[Records excerpted from a collection]
————————
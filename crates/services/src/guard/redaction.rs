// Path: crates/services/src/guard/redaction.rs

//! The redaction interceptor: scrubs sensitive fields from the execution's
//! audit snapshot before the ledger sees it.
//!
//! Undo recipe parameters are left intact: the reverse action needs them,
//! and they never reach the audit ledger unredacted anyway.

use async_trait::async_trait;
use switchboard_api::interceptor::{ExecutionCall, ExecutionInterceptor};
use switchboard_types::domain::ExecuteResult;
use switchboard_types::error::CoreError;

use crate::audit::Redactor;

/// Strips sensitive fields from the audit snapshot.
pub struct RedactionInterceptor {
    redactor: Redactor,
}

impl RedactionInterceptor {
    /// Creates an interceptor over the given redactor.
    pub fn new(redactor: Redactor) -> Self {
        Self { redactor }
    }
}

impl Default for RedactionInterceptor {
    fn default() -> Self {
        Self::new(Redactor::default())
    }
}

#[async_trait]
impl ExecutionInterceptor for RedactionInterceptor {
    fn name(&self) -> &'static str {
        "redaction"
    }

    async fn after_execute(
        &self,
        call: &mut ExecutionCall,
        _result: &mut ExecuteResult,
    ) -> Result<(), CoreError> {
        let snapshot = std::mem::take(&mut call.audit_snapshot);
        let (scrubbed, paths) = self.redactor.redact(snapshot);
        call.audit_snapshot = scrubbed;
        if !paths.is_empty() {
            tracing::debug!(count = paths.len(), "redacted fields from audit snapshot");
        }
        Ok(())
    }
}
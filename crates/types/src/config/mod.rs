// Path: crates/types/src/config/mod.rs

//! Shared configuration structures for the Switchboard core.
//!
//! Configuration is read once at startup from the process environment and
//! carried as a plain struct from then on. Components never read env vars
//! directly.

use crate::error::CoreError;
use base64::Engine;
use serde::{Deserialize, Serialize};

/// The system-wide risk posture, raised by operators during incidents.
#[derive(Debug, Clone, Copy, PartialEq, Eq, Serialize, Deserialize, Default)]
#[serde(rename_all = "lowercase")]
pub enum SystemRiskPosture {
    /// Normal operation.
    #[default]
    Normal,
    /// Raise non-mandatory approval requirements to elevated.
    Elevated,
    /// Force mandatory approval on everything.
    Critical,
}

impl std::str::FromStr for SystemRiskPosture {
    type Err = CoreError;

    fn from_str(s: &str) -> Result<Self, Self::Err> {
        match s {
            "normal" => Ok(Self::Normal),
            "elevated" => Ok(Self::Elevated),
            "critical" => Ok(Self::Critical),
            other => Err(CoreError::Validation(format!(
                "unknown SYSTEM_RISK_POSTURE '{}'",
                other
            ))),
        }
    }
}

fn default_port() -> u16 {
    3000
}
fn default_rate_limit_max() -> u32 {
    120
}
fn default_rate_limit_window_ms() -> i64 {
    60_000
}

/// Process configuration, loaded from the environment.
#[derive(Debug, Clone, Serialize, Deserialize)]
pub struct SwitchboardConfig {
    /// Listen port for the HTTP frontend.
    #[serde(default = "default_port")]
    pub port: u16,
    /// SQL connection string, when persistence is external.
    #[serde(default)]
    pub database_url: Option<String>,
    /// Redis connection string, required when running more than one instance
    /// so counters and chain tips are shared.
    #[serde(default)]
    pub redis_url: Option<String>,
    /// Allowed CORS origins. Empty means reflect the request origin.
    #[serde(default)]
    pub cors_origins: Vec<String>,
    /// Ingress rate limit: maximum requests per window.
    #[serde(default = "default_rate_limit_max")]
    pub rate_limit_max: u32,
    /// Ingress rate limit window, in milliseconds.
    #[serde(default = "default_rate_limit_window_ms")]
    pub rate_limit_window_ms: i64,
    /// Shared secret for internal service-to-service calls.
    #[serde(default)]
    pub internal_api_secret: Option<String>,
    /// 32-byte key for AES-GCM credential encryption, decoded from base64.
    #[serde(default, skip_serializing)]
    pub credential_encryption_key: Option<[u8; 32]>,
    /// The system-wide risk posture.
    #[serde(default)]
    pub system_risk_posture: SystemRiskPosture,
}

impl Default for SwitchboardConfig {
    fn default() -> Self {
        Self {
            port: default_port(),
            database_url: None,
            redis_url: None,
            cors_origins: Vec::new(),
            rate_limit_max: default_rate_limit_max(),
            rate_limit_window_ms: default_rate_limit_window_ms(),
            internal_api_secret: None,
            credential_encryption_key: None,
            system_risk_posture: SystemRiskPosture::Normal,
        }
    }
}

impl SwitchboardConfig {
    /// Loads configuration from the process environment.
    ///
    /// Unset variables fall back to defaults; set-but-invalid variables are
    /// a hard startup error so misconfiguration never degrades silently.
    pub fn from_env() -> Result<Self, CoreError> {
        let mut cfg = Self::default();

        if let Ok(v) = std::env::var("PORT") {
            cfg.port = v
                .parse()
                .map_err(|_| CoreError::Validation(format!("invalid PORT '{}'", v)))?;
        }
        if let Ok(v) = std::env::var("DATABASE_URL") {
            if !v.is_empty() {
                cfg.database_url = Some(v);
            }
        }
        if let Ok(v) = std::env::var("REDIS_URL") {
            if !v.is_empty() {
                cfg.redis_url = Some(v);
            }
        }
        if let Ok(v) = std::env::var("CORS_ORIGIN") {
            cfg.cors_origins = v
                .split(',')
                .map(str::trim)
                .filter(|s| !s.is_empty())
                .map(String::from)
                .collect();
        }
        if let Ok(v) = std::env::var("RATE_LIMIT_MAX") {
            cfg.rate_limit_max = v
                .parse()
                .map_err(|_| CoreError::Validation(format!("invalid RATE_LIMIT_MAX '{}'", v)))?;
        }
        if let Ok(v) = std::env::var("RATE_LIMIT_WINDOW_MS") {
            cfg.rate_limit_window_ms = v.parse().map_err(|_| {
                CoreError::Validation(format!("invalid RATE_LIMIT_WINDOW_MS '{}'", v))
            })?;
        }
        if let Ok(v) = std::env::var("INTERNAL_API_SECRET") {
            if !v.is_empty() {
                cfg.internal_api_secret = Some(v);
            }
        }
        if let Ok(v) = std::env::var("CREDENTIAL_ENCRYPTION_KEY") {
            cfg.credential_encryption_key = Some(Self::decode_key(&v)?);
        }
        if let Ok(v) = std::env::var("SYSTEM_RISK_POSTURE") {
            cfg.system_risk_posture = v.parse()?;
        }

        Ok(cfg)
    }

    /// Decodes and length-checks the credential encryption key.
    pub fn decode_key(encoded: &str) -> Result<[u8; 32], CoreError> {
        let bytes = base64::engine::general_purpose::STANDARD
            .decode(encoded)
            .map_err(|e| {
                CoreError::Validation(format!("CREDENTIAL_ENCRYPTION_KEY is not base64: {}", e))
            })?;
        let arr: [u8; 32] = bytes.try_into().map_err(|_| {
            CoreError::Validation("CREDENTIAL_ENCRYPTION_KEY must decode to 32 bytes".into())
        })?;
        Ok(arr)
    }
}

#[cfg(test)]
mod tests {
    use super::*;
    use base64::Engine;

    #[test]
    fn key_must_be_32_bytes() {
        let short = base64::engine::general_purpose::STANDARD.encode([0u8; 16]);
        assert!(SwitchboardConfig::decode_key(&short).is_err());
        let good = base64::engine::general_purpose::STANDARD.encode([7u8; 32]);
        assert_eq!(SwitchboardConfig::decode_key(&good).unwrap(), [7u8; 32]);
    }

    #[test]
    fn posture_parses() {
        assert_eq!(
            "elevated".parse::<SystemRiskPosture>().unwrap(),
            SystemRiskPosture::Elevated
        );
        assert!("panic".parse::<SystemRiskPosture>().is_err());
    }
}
————————
> [HOW TO COMPLETE THIS TASK] Set down the records again verbatim, so that each word stays as it is.

> [SOLVED PROBLEM]
filename crates/services/src/guard/redaction.rs
// Path: crates/services/src/guard/redaction.rs

//! The redaction interceptor: scrubs sensitive fields from the execution's
//! audit snapshot before the ledger sees it.
//!
//! Undo recipe parameters are left intact: the reverse action needs them,
//! and they never reach the audit ledger unredacted anyway.

use async_trait::async_trait;
use switchboard_api::interceptor::{ExecutionCall, ExecutionInterceptor};
use switchboard_types::domain::ExecuteResult;
use switchboard_types::error::CoreError;

use crate::audit::Redactor;

/// Strips sensitive fields from the audit snapshot.
pub struct RedactionInterceptor {
    redactor: Redactor,
}

impl RedactionInterceptor {
    /// Creates an interceptor over the given redactor.
    pub fn new(redactor: Redactor) -> Self {
        Self { redactor }
    }
}

impl Default for RedactionInterceptor {
    fn default() -> Self {
        Self::new(Redactor::default())
    }
}

#[async_trait]
impl ExecutionInterceptor for RedactionInterceptor {
    fn name(&self) -> &'static str {
        "redaction"
    }

    async fn after_execute(
        &self,
        call: &mut ExecutionCall,
        _result: &mut ExecuteResult,
    ) -> Result<(), CoreError> {
        let snapshot = std::mem::take(&mut call.audit_snapshot);
        let (scrubbed, paths) = self.redactor.redact(snapshot);
        call.audit_snapshot = scrubbed;
        if !paths.is_empty() {
            tracing::debug!(count = paths.len(), "redacted fields from audit snapshot");
        }
        Ok(())
    }
}
filename crates/types/src/config/mod.rs
// Path: crates/types/src/config/mod.rs

//! Shared configuration structures for the Switchboard core.
//!
//! Configuration is read once at startup from the process environment and
//! carried as a plain struct from then on. Components never read env vars
//! directly.

use crate::error::CoreError;
use base64::Engine;
use serde::{Deserialize, Serialize};

/// The system-wide risk posture, raised by operators during incidents.
#[derive(Debug, Clone, Copy, PartialEq, Eq, Serialize, Deserialize, Default)]
#[serde(rename_all = "lowercase")]
pub enum SystemRiskPosture {
    /// Normal operation.
    #[default]
    Normal,
    /// Raise non-mandatory approval requirements to elevated.
    Elevated,
    /// Force mandatory approval on everything.
    Critical,
}

impl std::str::FromStr for SystemRiskPosture {
    type Err = CoreError;

    fn from_str(s: &str) -> Result<Self, Self::Err> {
        match s {
            "normal" => Ok(Self::Normal),
            "elevated" => Ok(Self::Elevated),
            "critical" => Ok(Self::Critical),
            other => Err(CoreError::Validation(format!(
                "unknown SYSTEM_RISK_POSTURE '{}'",
                other
            ))),
        }
    }
}

fn default_port() -> u16 {
    3000
}
fn default_rate_limit_max() -> u32 {
    120
}
fn default_rate_limit_window_ms() -> i64 {
    60_000
}

/// Process configuration, loaded from the environment.
#[derive(Debug, Clone, Serialize, Deserialize)]
pub struct SwitchboardConfig {
    /// Listen port for the HTTP frontend.
    #[serde(default = "default_port")]
    pub port: u16,
    /// SQL connection string, when persistence is external.
    #[serde(default)]
    pub database_url: Option<String>,
    /// Redis connection string, required when running more than one instance
    /// so counters and chain tips are shared.
    #[serde(default)]
    pub redis_url: Option<String>,
    /// Allowed CORS origins. Empty means reflect the request origin.
    #[serde(default)]
    pub cors_origins: Vec<String>,
    /// Ingress rate limit: maximum requests per window.
    #[serde(default = "default_rate_limit_max")]
    pub rate_limit_max: u32,
    /// Ingress rate limit window, in milliseconds.
    #[serde(default = "default_rate_limit_window_ms")]
    pub rate_limit_window_ms: i64,
    /// Shared secret for internal service-to-service calls.
    #[serde(default)]
    pub internal_api_secret: Option<String>,
    /// 32-byte key for AES-GCM credential encryption, decoded from base64.
    #[serde(default, skip_serializing)]
    pub credential_encryption_key: Option<[u8; 32]>,
    /// The system-wide risk posture.
    #[serde(default)]
    pub system_risk_posture: SystemRiskPosture,
}

impl Default for SwitchboardConfig {
    fn default() -> Self {
        Self {
            port: default_port(),
            database_url: None,
            redis_url: None,
            cors_origins: Vec::new(),
            rate_limit_max: default_rate_limit_max(),
            rate_limit_window_ms: default_rate_limit_window_ms(),
            internal_api_secret: None,
            credential_encryption_key: None,
            system_risk_posture: SystemRiskPosture::Normal,
        }
    }
}

impl SwitchboardConfig {
    /// Loads configuration from the process environment.
    ///
    /// Unset variables fall back to defaults; set-but-invalid variables are
    /// a hard startup error so misconfiguration never degrades silently.
    pub fn from_env() -> Result<Self, CoreError> {
        let mut cfg = Self::default();

        if let Ok(v) = std::env::var("PORT") {
            cfg.port = v
                .parse()
                .map_err(|_| CoreError::Validation(format!("invalid PORT '{}'", v)))?;
        }
        if let Ok(v) = std::env::var("DATABASE_URL") {
            if !v.is_empty() {
                cfg.database_url = Some(v);
            }
        }
        if let Ok(v) = std::env::var("REDIS_URL") {
            if !v.is_empty() {
                cfg.redis_url = Some(v);
            }
        }
        if let Ok(v) = std::env::var("CORS_ORIGIN") {
            cfg.cors_origins = v
                .split(',')
                .map(str::trim)
                .filter(|s| !s.is_empty())
                .map(String::from)
                .collect();
        }
        if let Ok(v) = std::env::var("RATE_LIMIT_MAX") {
            cfg.rate_limit_max = v
                .parse()
                .map_err(|_| CoreError::Validation(format!("invalid RATE_LIMIT_MAX '{}'", v)))?;
        }
        if let Ok(v) = std::env::var("RATE_LIMIT_WINDOW_MS") {
            cfg.rate_limit_window_ms = v.parse().map_err(|_| {
                CoreError::Validation(format!("invalid RATE_LIMIT_WINDOW_MS '{}'", v))
            })?;
        }
        if let Ok(v) = std::env::var("INTERNAL_API_SECRET") {
            if !v.is_empty() {
                cfg.internal_api_secret = Some(v);
            }
        }
        if let Ok(v) = std::env::var("CREDENTIAL_ENCRYPTION_KEY") {
            cfg.credential_encryption_key = Some(Self::decode_key(&v)?);
        }
        if let Ok(v) = std::env::var("SYSTEM_RISK_POSTURE") {
            cfg.system_risk_posture = v.parse()?;
        }

        Ok(cfg)
    }

    /// Decodes and length-checks the credential encryption key.
    pub fn decode_key(encoded: &str) -> Result<[u8; 32], CoreError> {
        let bytes = base64::engine::general_purpose::STANDARD
            .decode(encoded)
            .map_err(|e| {
                CoreError::Validation(format!("CREDENTIAL_ENCRYPTION_KEY is not base64: {}", e))
            })?;
        let arr: [u8; 32] = bytes.try_into().map_err(|_| {
            CoreError::Validation("CREDENTIAL_ENCRYPTION_KEY must decode to 32 bytes".into())
        })?;
        Ok(arr)
    }
}

#[cfg(test)]
mod tests {
    use super::*;
    use base64::Engine;

    #[test]
    fn key_must_be_32_bytes() {
        let short = base64::engine::general_purpose::STANDARD.encode([0u8; 16]);
        assert!(SwitchboardConfig::decode_key(&short).is_err());
        let good = base64::engine::general_purpose::STANDARD.encode([7u8; 32]);
        assert_eq!(SwitchboardConfig::decode_key(&good).unwrap(), [7u8; 32]);
    }

    #[test]
    fn posture_parses() {
        assert_eq!(
            "elevated".parse::<SystemRiskPosture>().unwrap(),
            SystemRiskPosture::Elevated
        );
        assert!("panic".parse::<SystemRiskPosture>().is_err());
    }
}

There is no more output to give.